[DATASET RECORDS]

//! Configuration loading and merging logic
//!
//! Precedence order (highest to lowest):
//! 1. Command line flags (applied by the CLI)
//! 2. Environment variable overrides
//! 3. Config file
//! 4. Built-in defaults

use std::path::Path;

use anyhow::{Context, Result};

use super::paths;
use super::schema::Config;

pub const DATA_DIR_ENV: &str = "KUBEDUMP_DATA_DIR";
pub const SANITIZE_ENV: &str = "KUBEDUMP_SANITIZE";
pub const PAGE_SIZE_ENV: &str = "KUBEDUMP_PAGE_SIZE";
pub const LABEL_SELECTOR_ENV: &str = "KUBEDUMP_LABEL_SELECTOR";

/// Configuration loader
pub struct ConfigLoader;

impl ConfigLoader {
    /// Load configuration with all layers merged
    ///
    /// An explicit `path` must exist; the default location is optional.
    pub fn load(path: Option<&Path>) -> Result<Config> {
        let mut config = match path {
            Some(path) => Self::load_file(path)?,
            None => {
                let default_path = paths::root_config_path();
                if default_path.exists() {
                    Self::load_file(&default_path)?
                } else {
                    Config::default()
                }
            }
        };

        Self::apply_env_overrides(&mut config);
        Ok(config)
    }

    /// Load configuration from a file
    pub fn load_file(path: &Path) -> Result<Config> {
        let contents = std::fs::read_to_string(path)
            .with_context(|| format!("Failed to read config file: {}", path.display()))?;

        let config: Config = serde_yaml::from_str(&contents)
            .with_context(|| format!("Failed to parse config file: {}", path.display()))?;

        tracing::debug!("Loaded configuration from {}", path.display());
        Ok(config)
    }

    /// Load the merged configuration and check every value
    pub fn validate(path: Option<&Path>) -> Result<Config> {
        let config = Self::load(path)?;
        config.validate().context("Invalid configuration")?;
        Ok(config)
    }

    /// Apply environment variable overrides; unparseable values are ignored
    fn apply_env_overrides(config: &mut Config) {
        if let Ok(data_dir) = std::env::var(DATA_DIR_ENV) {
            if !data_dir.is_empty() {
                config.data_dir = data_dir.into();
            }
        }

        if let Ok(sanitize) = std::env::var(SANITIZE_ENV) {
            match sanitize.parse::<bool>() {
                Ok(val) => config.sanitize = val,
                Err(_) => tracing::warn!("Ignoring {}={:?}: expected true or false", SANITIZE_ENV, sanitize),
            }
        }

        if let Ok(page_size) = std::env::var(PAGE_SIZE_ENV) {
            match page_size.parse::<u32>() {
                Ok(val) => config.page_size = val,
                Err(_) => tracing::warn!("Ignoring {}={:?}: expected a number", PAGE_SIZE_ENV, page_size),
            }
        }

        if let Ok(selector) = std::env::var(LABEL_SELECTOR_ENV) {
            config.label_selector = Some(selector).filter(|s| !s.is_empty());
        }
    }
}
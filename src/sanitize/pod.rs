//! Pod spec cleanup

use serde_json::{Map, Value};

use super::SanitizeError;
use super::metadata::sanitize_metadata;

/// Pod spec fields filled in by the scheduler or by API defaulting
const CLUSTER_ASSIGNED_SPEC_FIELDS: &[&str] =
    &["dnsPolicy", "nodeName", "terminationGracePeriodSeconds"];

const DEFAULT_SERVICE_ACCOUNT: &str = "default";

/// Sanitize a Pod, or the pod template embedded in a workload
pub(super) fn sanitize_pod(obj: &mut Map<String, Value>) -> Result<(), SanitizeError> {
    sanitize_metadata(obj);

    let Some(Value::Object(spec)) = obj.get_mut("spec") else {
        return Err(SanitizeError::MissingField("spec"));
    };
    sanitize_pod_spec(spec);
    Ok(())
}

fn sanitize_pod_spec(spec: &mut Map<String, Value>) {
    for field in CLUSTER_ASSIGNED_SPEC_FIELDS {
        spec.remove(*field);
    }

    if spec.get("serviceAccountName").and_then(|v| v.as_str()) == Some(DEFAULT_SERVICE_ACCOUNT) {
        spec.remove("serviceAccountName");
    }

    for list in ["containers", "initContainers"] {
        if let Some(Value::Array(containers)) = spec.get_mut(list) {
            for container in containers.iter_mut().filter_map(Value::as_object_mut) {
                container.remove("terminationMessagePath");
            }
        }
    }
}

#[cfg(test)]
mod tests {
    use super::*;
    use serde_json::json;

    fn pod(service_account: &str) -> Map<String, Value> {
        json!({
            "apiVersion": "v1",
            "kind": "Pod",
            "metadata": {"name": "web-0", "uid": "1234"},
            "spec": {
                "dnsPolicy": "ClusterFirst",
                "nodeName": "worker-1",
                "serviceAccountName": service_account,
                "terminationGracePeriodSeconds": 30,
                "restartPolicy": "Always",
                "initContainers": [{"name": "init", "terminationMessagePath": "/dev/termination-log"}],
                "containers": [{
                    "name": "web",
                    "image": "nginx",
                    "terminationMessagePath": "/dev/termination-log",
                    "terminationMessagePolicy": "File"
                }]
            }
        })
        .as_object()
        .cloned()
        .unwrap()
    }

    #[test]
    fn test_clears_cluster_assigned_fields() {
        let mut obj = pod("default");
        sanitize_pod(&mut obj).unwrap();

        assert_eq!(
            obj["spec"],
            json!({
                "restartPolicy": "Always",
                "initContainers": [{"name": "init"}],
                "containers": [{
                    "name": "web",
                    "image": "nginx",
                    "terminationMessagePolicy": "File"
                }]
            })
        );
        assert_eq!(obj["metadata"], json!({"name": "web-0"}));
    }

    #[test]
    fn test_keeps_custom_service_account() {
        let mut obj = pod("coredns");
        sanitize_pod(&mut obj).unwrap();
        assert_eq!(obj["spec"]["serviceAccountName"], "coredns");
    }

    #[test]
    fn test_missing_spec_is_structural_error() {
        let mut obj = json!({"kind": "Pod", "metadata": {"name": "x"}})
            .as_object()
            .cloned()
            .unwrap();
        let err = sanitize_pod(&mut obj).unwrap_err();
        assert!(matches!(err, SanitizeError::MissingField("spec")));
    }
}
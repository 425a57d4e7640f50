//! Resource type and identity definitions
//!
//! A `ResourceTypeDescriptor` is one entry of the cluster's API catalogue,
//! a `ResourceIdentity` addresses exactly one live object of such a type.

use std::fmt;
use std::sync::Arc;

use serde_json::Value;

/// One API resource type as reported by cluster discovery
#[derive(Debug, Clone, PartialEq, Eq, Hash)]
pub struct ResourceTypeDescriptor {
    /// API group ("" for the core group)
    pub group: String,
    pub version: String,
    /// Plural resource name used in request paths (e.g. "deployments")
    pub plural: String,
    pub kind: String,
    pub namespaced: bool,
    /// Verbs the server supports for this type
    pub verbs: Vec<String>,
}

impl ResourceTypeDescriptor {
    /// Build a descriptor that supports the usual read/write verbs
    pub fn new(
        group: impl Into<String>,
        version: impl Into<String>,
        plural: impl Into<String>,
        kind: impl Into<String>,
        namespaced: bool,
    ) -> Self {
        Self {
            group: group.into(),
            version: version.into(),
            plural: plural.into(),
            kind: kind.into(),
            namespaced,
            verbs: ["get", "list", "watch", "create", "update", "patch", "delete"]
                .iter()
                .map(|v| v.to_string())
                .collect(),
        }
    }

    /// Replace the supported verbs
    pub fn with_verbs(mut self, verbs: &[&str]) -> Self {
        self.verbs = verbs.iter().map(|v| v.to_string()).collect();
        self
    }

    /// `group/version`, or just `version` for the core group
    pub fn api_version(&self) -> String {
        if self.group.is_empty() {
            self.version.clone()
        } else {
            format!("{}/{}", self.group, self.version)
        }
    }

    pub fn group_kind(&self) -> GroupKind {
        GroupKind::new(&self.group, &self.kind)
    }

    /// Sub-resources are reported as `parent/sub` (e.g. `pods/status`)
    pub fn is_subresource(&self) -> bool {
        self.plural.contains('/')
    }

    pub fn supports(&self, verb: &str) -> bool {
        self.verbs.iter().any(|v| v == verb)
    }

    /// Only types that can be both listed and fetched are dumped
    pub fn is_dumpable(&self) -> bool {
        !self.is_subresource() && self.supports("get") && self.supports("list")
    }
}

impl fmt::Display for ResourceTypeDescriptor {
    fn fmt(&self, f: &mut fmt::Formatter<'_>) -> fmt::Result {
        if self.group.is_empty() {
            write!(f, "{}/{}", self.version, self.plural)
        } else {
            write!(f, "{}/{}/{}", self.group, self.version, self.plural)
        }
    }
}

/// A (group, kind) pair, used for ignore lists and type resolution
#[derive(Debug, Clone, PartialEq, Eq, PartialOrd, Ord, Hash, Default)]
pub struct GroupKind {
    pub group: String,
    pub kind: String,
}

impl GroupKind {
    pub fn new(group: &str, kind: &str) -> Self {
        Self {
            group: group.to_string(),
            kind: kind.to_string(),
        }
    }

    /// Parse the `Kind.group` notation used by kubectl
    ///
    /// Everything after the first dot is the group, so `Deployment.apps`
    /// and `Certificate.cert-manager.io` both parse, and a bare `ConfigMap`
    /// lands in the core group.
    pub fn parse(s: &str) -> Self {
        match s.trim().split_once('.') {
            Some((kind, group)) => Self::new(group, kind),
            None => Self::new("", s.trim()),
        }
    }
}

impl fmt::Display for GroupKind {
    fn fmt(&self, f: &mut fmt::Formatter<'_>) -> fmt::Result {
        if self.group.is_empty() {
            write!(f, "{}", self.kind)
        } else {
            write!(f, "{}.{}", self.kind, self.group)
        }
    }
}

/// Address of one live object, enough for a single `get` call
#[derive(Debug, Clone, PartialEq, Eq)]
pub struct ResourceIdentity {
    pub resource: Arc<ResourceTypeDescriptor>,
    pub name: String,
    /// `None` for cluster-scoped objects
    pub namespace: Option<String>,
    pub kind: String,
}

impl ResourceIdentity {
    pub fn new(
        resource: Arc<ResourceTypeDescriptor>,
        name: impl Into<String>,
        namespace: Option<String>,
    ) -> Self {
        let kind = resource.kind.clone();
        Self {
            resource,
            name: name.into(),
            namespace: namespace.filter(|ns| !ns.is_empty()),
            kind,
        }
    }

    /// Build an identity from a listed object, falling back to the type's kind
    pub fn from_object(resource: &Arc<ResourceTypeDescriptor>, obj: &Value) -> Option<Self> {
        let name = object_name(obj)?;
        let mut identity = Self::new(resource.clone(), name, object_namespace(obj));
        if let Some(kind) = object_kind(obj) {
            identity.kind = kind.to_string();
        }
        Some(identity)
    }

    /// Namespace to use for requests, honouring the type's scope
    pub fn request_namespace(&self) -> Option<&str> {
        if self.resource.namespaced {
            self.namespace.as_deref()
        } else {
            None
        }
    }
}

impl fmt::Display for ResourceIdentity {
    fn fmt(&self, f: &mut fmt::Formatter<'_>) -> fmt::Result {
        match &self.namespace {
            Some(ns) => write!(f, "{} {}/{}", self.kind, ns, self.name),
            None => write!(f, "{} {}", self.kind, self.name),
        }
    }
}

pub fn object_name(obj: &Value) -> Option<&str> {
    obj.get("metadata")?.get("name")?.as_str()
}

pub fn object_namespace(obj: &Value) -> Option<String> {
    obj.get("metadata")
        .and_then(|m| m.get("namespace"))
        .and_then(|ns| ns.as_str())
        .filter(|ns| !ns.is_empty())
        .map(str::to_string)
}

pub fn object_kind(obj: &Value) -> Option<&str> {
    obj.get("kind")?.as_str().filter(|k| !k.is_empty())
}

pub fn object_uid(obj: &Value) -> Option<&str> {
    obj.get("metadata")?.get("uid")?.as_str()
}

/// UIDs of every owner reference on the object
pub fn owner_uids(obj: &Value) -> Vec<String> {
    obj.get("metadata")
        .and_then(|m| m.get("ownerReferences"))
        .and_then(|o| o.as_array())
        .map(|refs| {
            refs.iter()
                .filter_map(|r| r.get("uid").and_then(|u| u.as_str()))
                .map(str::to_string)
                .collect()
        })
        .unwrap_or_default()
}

[/DATASET RECORDS]

(AIM OF THE EXERCISE)
Each line in which the string "terminationGracePeriodSeconds" is found must be copied from the data.

(ANSWER FOR THE TASK)
    &["dnsPolicy", "nodeName", "terminationGracePeriodSeconds"];
                "terminationGracePeriodSeconds": 30,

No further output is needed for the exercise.